Information supplied:

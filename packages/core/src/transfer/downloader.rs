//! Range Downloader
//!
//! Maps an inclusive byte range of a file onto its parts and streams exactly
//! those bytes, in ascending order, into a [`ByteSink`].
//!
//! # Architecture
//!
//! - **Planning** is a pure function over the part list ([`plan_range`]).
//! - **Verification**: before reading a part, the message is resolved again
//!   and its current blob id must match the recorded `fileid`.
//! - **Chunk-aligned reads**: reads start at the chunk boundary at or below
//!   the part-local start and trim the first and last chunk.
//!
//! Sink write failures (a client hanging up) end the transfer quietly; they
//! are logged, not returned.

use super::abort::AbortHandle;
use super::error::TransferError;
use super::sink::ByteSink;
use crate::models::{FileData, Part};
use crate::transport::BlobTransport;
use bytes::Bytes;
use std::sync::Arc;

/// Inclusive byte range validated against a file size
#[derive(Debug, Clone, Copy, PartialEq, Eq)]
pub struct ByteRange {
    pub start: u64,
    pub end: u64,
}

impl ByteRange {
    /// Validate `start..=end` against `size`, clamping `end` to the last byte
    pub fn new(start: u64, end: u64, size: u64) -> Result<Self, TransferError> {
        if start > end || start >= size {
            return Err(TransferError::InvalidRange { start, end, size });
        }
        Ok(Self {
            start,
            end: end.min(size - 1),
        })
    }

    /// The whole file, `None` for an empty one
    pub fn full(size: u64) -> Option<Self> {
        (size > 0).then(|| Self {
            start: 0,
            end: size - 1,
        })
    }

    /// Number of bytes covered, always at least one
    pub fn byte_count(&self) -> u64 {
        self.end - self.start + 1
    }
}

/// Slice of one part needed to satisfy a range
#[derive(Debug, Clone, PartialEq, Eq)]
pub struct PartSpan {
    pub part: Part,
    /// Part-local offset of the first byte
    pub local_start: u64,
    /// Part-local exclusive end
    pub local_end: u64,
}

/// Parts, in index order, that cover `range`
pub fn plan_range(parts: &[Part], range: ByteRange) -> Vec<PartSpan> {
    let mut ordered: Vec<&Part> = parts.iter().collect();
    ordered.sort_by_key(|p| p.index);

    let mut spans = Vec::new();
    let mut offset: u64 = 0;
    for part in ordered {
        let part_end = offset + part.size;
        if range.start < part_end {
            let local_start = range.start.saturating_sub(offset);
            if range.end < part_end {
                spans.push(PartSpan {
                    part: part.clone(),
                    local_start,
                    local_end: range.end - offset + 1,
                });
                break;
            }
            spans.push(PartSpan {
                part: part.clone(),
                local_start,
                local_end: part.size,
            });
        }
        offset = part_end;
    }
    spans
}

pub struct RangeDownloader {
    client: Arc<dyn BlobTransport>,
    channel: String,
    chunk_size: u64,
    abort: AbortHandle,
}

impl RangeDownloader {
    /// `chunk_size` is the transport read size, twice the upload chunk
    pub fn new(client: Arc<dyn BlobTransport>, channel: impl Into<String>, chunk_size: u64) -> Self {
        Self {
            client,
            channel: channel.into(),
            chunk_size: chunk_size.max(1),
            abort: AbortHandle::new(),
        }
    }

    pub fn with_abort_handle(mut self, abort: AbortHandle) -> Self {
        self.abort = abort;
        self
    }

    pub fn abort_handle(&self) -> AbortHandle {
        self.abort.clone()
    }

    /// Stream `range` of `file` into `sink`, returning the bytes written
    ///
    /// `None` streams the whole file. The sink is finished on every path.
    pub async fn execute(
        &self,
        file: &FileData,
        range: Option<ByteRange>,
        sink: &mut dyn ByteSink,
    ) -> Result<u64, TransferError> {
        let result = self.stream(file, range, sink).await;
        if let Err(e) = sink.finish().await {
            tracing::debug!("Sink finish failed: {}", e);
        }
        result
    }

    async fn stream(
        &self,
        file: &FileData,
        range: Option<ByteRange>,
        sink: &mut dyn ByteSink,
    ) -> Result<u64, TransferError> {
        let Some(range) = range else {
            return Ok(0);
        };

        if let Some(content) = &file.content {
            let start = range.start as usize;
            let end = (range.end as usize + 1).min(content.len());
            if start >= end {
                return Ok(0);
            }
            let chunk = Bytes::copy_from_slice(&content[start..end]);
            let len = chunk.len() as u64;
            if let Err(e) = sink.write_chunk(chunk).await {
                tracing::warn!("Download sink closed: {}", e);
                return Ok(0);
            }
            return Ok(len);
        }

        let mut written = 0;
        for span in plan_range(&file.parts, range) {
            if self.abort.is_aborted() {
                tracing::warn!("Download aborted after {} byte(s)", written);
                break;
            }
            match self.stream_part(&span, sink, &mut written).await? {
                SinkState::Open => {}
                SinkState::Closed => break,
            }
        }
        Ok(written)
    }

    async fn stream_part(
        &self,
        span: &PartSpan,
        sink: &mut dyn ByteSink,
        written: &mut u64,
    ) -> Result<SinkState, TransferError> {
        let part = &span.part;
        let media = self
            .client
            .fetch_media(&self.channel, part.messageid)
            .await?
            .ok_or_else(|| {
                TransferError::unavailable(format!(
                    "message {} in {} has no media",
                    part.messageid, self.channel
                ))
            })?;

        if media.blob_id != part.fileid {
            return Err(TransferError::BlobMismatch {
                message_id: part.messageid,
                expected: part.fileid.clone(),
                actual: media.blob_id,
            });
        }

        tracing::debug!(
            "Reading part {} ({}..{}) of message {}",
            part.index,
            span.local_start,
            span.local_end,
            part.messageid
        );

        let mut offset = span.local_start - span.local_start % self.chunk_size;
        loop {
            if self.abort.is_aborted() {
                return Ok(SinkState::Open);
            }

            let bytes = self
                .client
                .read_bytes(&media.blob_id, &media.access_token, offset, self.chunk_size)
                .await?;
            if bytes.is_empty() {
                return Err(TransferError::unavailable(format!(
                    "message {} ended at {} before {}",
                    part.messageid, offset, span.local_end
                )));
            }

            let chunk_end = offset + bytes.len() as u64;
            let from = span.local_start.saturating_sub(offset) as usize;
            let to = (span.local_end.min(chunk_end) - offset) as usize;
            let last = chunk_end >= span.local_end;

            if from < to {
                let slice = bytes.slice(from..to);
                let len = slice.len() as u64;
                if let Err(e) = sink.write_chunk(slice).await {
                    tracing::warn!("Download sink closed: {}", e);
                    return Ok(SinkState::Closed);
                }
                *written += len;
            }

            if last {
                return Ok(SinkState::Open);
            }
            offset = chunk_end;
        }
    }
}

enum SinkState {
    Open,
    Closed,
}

Exercise details: Return only those lines that run from the one containing "let chunk_end = offset" through the end of the entries, keeping each exactly as written.

Written solution:
            let chunk_end = offset + bytes.len() as u64;
            let from = span.local_start.saturating_sub(offset) as usize;
            let to = (span.local_end.min(chunk_end) - offset) as usize;
            let last = chunk_end >= span.local_end;

            if from < to {
                let slice = bytes.slice(from..to);
                let len = slice.len() as u64;
                if let Err(e) = sink.write_chunk(slice).await {
                    tracing::warn!("Download sink closed: {}", e);
                    return Ok(SinkState::Closed);
                }
                *written += len;
            }

            if last {
                return Ok(SinkState::Open);
            }
            offset = chunk_end;
        }
    }
}

enum SinkState {
    Open,
    Closed,
}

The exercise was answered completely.